One night, when they were lying in bed and she was trying to show him how to feel the constant kicking that she was subjected to, she realised his attention had wandered to her wrists, the punctures from the manacles that still ran through each of them.
She knew he worried that her ulnar nerve snapping was only the beginning, and that there might be more damage. He was constantly watching how she worked and rarely allowed her to carry or lift anything that might strain her wrists.
“Kaine,” she said quietly.
His attention snapped back.
“Kaine, you have to care about her.”
He stared at her blankly.
Her mouth went dry. “You can’t be like your father.”
His expression closed, but she sat up and gripped his hand.
“You have to care. You have to choose to care. The way you are, if you don’t, you won’t—and she’ll know. Just like you did. You cannot do that to her. She has to be someone that you decide to care about.”
She swallowed hard, looking down. “We don’t know how long I’ll … after everything. I need you to promise that if I’m not here, you’ll love her for me”—her voice cracked—“the way I would love her. She has to be that important to you. Do you promise?”
Kaine had grown pale, but he nodded. “All right.”
“Promise me.”
“I promise.”
H ELENA WAS PUT ON BEDREST during the last month of pregnancy when her heart began to struggle with even simple things like the stairs.
She nearly fainted, and before the dizziness had passed, Kaine had her in bed and would not let her leave it.
Riding Amaris, he had gone to the larger islands and found several medical texts on pregnancy, which he had read from cover to cover, designating himself as obstetrician. He would not hear of Helena doing anything, and when she tried to protest, he cited passages from the books.

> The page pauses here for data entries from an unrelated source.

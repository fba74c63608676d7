use thiserror::Error;

/// Misuse of the coordinator's registry surface.
///
/// Execution failures never appear here: they are attached to the
/// [`crate::WorkflowExecution`] as a structured [`crate::ExecutionFailure`].
#[derive(Debug, Error)]
pub enum CoordinatorError {
  #[error("execution '{0}' not found")]
  ExecutionNotFound(String),

  #[error("execution '{execution_id}' is not running (status: {status})")]
  NotRunning {
    execution_id: String,
    status: String,
  },

  #[error("execution '{0}' is still running and cannot be evicted")]
  StillRunning(String),

  #[error("plan '{0}' not found in the cache")]
  PlanNotFound(String),
}
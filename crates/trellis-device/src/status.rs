use serde::{Deserialize, Serialize};

/// Health snapshot reported by a device status provider.
#[derive(Debug, Clone, PartialEq, Serialize, Deserialize)]
#[serde(rename_all = "camelCase")]
pub struct DeviceStatus {
  pub is_online: bool,
  #[serde(skip_serializing_if = "Option::is_none")]
  pub battery_level: Option<u8>,
  #[serde(default)]
  pub supported_capabilities: Vec<String>,
}

impl DeviceStatus {
  pub fn supports(&self, capability: &str) -> bool {
    self
      .supported_capabilities
      .iter()
      .any(|c| c == capability)
  }
}
use std::collections::HashMap;

use serde::{Deserialize, Serialize};

/// A normalized workflow node.
#[derive(Debug, Clone, PartialEq, Serialize, Deserialize)]
pub struct Node {
  pub id: u64,
  pub node_type: String,
  #[serde(skip_serializing_if = "Option::is_none")]
  pub device_id: Option<String>,
  #[serde(skip_serializing_if = "Option::is_none")]
  pub capability: Option<String>,
  #[serde(skip_serializing_if = "Option::is_none")]
  pub action: Option<String>,
  #[serde(default)]
  pub parameters: HashMap<String, serde_json::Value>,
}

impl Node {
  /// A device node targets a device and carries a capability or action.
  pub fn is_device_node(&self) -> bool {
    self.device_id.is_some() && (self.capability.is_some() || self.action.is_some())
  }
}
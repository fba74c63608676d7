use std::collections::{HashMap, HashSet};

use serde::{Deserialize, Serialize};
use trellis_config::DeviceCategory;

/// Priority attached to an operation request.
#[derive(Debug, Clone, Copy, PartialEq, Eq, Serialize, Deserialize)]
#[serde(rename_all = "snake_case")]
pub enum Priority {
  Normal,
  High,
  Urgent,
  Emergency,
}

impl Priority {
  pub fn is_elevated(&self) -> bool {
    matches!(self, Self::High | Self::Urgent)
  }
}

/// One device operation as seen by the safety pipeline.
#[derive(Debug, Clone, PartialEq, Serialize, Deserialize)]
pub struct OperationRequest {
  pub operation_id: String,
  pub device_id: String,
  pub capability: String,
  #[serde(default)]
  pub parameters: HashMap<String, serde_json::Value>,
  pub priority: Priority,
}

/// Per-operation metadata consumed by checkers.
#[derive(Debug, Clone, PartialEq, Serialize, Deserialize)]
pub struct SafetyContext {
  pub device_category: DeviceCategory,
  #[serde(skip_serializing_if = "Option::is_none")]
  pub user: Option<UserContext>,
  #[serde(skip_serializing_if = "Option::is_none")]
  pub medical: Option<MedicalContext>,
  pub emergency_mode: bool,
  #[serde(skip_serializing_if = "Option::is_none")]
  pub location: Option<String>,
}

impl SafetyContext {
  /// Baseline context for a category, without user or medical data.
  pub fn for_category(category: DeviceCategory) -> Self {
    Self {
      device_category: category,
      user: None,
      medical: None,
      emergency_mode: false,
      location: None,
    }
  }

  pub fn with_user(mut self, user: UserContext) -> Self {
    self.user = Some(user);
    self
  }

  pub fn with_medical(mut self, medical: MedicalContext) -> Self {
    self.medical = Some(medical);
    self
  }

  pub fn with_location(mut self, location: impl Into<String>) -> Self {
    self.location = Some(location.into());
    self
  }
}

/// The requesting user and their granted permissions.
#[derive(Debug, Clone, PartialEq, Serialize, Deserialize)]
pub struct UserContext {
  pub user_id: String,
  #[serde(default)]
  pub permissions: HashSet<String>,
}

impl UserContext {
  pub fn new(user_id: impl Into<String>, permissions: &[&str]) -> Self {
    Self {
      user_id: user_id.into(),
      permissions: permissions.iter().map(|p| p.to_string()).collect(),
    }
  }

  pub fn has(&self, permission: &str) -> bool {
    self.permissions.contains(permission)
  }
}

/// Medical procedure metadata, present only for medical operations.
#[derive(Debug, Clone, Default, PartialEq, Serialize, Deserialize)]
pub struct MedicalContext {
  #[serde(skip_serializing_if = "Option::is_none")]
  pub procedure_type: Option<String>,
  #[serde(skip_serializing_if = "Option::is_none")]
  pub attending_physician: Option<String>,
  #[serde(skip_serializing_if = "Option::is_none")]
  pub patient_id: Option<String>,
}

Several women in the village came to the house and helped Lila manage cooking and cleaning. With nothing else to do, Helena began writing, filling a journal with everything she could think of. She wanted it all written down: her version of events. Who she was, and what she’d chosen, and why. Answers to all the questions she’d ever wished she’d asked her own mother.
The winter solstice passed, and so did Helena’s due date, and she thought she would always be pregnant and never leave her bed when her labour finally started. It moved at a relentless creep for more than a day with little progress as Kaine grew more and more worried. Lila was somehow the most levelheaded among them.
“We’re all vivimancers. No reason to think we can’t get one baby out,” Lila said, kneeling by Helena’s legs while Helena leaned against Kaine, his hand pressed over her heart, making sure the rhythm stayed even when the contractions crested and ebbed.
“I hate this,” Helena finally said, beginning to feel like it was never going to end, her forehead slick, curls clinging to her face.
“I know.” Kaine smoothed her hair.
“It hurts.”
“Yes.”
“I’m tired. I’ve been pushing for hours.”
“I know.”
“Stop agreeing with me.”
Kaine stopped talking after that and didn’t utter a word of protest when she nearly broke his hand squeezing it through a contraction, her whole body curling forcefully.
“Almost there,” Lila said. “Head’s out. Just one more and you’ll get the shoulders through.” She looked at Kaine. “Do you want to catch her?”
He shook his head.
Helena could feel her heart rate trying to rocket. So close, so close. Just one more and it would be over.
“That’s it! Yes! Shoulders are out, just breathe, she’ll come …”
There was a garbled wail as Lila lifted a wet, squirming bundle and thrust her into Helena’s arms. Helena gave a startled gasp as her daughter’s tiny, scrunched-up face nuzzled against her. The baby’s head was matted with dark wet curls.
All her exhaustion was forgotten. Helena’s hands shook as she cradled the baby close. The tiny head lifted, looking towards Helena, and a little mouth opened to utter an angry, protesting cry.
Lila was saying something, but Helena could only stare as the baby furrowed her featherlight eyebrows, eyes widening briefly.
They were as bright silver as a lightning storm.
Helena gave a sob and held her tighter. “Kaine—she has your eyes.”